Cost & Scale Planning

Advanced

Cloud cost is a result of your design. The architecture you choose decides the bill you pay. A system that scales well can also run up a huge bill fast if nobody planned for it. Treat cost and capacity as core engineering concerns. Size them to real demand, show them in dashboards and alerts, and avoid the surprise bills that come from autoscaling something inefficient.

Two problems cost us money. The first is quiet waste: oversized resources, idle environments left running, premium tiers nobody needs, and data egress and logging that slowly add up. The second is more dangerous: an architecture where cost grows faster than value. A traffic spike or a large tenant then turns into a bill nobody approved. Both come from treating cost as a finance problem after the fact, instead of an engineering decision made up front.
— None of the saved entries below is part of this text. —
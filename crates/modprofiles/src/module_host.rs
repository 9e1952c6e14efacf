//! [`ModuleHost`] backed by a settings store.
//!
//! The host keeps its live module configuration as the
//! `core.moduleConfiguration` setting. Reload requests are published on a
//! `watch` channel as an increasing counter for the embedding application
//! to act on.

use crate::error::Result;
use crate::host::{ModuleHost, SettingsStore};
use async_trait::async_trait;
use modprofiles_core::{ModuleConfiguration, CORE_NAMESPACE, MODULE_CONFIGURATION_KEY};
use std::sync::Arc;
use tokio::sync::watch;

/// Module host reading and writing `core.moduleConfiguration`.
pub struct StoreModuleHost {
    store: Arc<dyn SettingsStore>,
    reloads: watch::Sender<u64>,
}

impl StoreModuleHost {
    /// Create a host over the given store.
    #[must_use]
    pub fn new(store: Arc<dyn SettingsStore>) -> Self {
        let (reloads, _) = watch::channel(0);
        Self { store, reloads }
    }

    /// Subscribe to reload requests.
    #[must_use]
    pub fn subscribe_reloads(&self) -> watch::Receiver<u64> {
        self.reloads.subscribe()
    }

    /// Number of reloads requested so far.
    #[must_use]
    pub fn reload_count(&self) -> u64 {
        *self.reloads.borrow()
    }
}

#[async_trait]
impl ModuleHost for StoreModuleHost {
    async fn current_module_configuration(&self) -> Result<ModuleConfiguration> {
        let value = self
            .store
            .get(CORE_NAMESPACE, MODULE_CONFIGURATION_KEY)
            .await?;

        match value {
            Some(v) => Ok(serde_json::from_value::<Option<ModuleConfiguration>>(v)?
                .unwrap_or_default()),
            None => Ok(ModuleConfiguration::new()),
        }
    }

    async fn set_core_module_configuration(
        &self,
        modules: Option<ModuleConfiguration>,
    ) -> Result<()> {
        let modules = modules.unwrap_or_else(|| {
            tracing::warn!("Profile has no module configuration, applying an empty one");
            ModuleConfiguration::new()
        });

        self.store
            .set(
                CORE_NAMESPACE,
                MODULE_CONFIGURATION_KEY,
                serde_json::to_value(&modules)?,
            )
            .await?;
        tracing::info!("Applied configuration for {} modules", modules.len());
        Ok(())
    }

    async fn reload_window(&self) -> Result<()> {
        self.reloads.send_modify(|count| *count += 1);
        tracing::info!("Window reload requested");
        Ok(())
    }
}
Scale planning is the other half of the same job. It means knowing how the system behaves as load and data grow, where the bottlenecks and cost limits are, and having enough capacity and budget for the demand we expect. The goal is not to be cheap. The goal is to be deliberate: every significant resource has an owner, a reason, a rough cost, and an alert if it goes wrong.

Design for cost and scale

DoEstimate the cost and scaling behaviour of a design before you build it. Ask how spend grows with users, tenants, data, and traffic.
DoRight-size resources to real, measured demand. Start small and scale up based on evidence, not on an imagined peak.
DoPrefer elastic, consumption-based services that scale to zero or near zero when idle, especially for non-production and bursty workloads.
DoProvision sizing through infrastructure as code (Pulumi) so capacity is reviewed, consistent, and easy to adjust per environment.
ConsiderThe whole cost picture: compute, storage, egress, logging and telemetry retention, premium tiers, and per-tenant cost. Do not look only at the obvious VM or database line.
AlwaysSet autoscaling upper bounds and resource quotas, so a spike or a runaway process scales within a known, affordable limit rather than without any limit.
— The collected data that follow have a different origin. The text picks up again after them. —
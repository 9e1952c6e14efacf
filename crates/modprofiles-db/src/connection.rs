//! Database connection management.
//!
//! Wraps a `SQLx` `SQLite` pool, creating the database file and its parent
//! directory on first use.

use crate::error::{DatabaseError, Result};
use sqlx::sqlite::{SqliteConnectOptions, SqlitePoolOptions};
use sqlx::{Pool, Sqlite};
use std::path::Path;
use std::str::FromStr;

/// `SQLite` connection pool for the settings database.
#[derive(Debug, Clone)]
pub struct ConnectionPool {
    pool: Pool<Sqlite>,
}

impl ConnectionPool {
    /// Open (or create) a database and build a connection pool.
    ///
    /// # Arguments
    /// * `path` - Path to the `SQLite` database file (or `:memory:` for in-memory)
    /// * `max_connections` - Upper bound on pooled connections
    ///
    /// # Errors
    /// Returns `DatabaseError` if the path is not valid UTF-8, the parent
    /// directory cannot be created, or the database cannot be opened.
    pub async fn new(path: impl AsRef<Path>, max_connections: u32) -> Result<Self> {
        let path = path.as_ref();
        let path_str = path.to_str().ok_or_else(|| {
            DatabaseError::Open("invalid database path: not valid UTF-8".to_string())
        })?;

        if path_str != ":memory:" {
            if let Some(parent) = path.parent().filter(|p| !p.as_os_str().is_empty()) {
                tokio::fs::create_dir_all(parent).await?;
            }
        }

        let connect_options = SqliteConnectOptions::from_str(path_str)
            .map_err(|e| DatabaseError::Open(format!("invalid connection string: {e}")))?
            .create_if_missing(true);

        let pool = SqlitePoolOptions::new()
            .max_connections(max_connections)
            .connect_with(connect_options)
            .await
            .map_err(|e| DatabaseError::Open(format!("failed to initialize pool: {e}")))?;

        tracing::info!("Settings database pool created at {}", path_str);

        Ok(Self { pool })
    }

    /// Get a reference to the underlying `SQLx` pool.
    #[must_use]
    pub fn pool(&self) -> &Pool<Sqlite> {
        &self.pool
    }

    /// Close the connection pool gracefully.
    pub async fn close(self) {
        self.pool.close().await;
        tracing::info!("Settings database pool closed");
    }
}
Make cost visible and govern it

DoTag resources (environment, service, owner, cost-centre) so spend can be attributed. Review cost regularly, not just when the invoice arrives.
DoSet budgets and cost alerts per environment or subscription, so unusual spend is caught in hours, not at month end.
DoLoad-test and capacity-test critical paths with realistic volumes, so you know where the scale and cost limits are before customers find them (see Performance & Resource Use).
ConsiderReserved capacity or savings plans for stable, predictable production workloads, once you understand usage well.
ConsiderA simple cost-per-tenant or cost-per-transaction view, so pricing and margin decisions are based on real unit economics.
Do notLeave non-production environments, oversized instances, or forgotten resources running idle. Idle spend is pure waste.
NeverDeploy an autoscaling or consumption resource with no upper limit, budget, or alert. That is how a bug or a spike becomes a large bill overnight.

No limit, no guardrails

autoscale: min=2, max=∞   // no ceiling
no budget, no cost alert, logs retained forever
dev + test environments running 24/7 at prod size

A retry storm or a traffic spike scales out with no limit, logs pile up forever, and idle non-prod runs at full size all day and night. The first sign of trouble is the invoice.

Bounded, sized, watched

autoscale: min=2, max=20 (a known, affordable ceiling)
budget + cost alert per subscription; log retention capped
dev/test scale to zero off-hours; resources tagged by owner

Scale is elastic but bounded, spend is attributed and alerted, and idle environments cost nothing. You get capacity for real demand without the risk of a runaway bill.

Self-review checklist

AskHow does this design's cost grow as users, tenants, data, and traffic grow?
AskIs anything autoscaling or consumption-based without an upper bound, budget, or alert?
AskIs this resource right-sized for measured demand, tagged, and owned — or guessed and forgotten?
AskDo we know where the scale and cost cliffs are from realistic testing?

Why it matters: Cloud spend is one of our largest controllable costs. Left uncontrolled, it threatens both margin and runway. Designing for cost and scale (right-sized, bounded, tagged, and alerted) means we pay for the value we deliver, absorb growth without nasty surprises, and can answer what the platform costs to run and what it will cost at 10x. That discipline is the difference between scaling profitably and scaling into a crisis.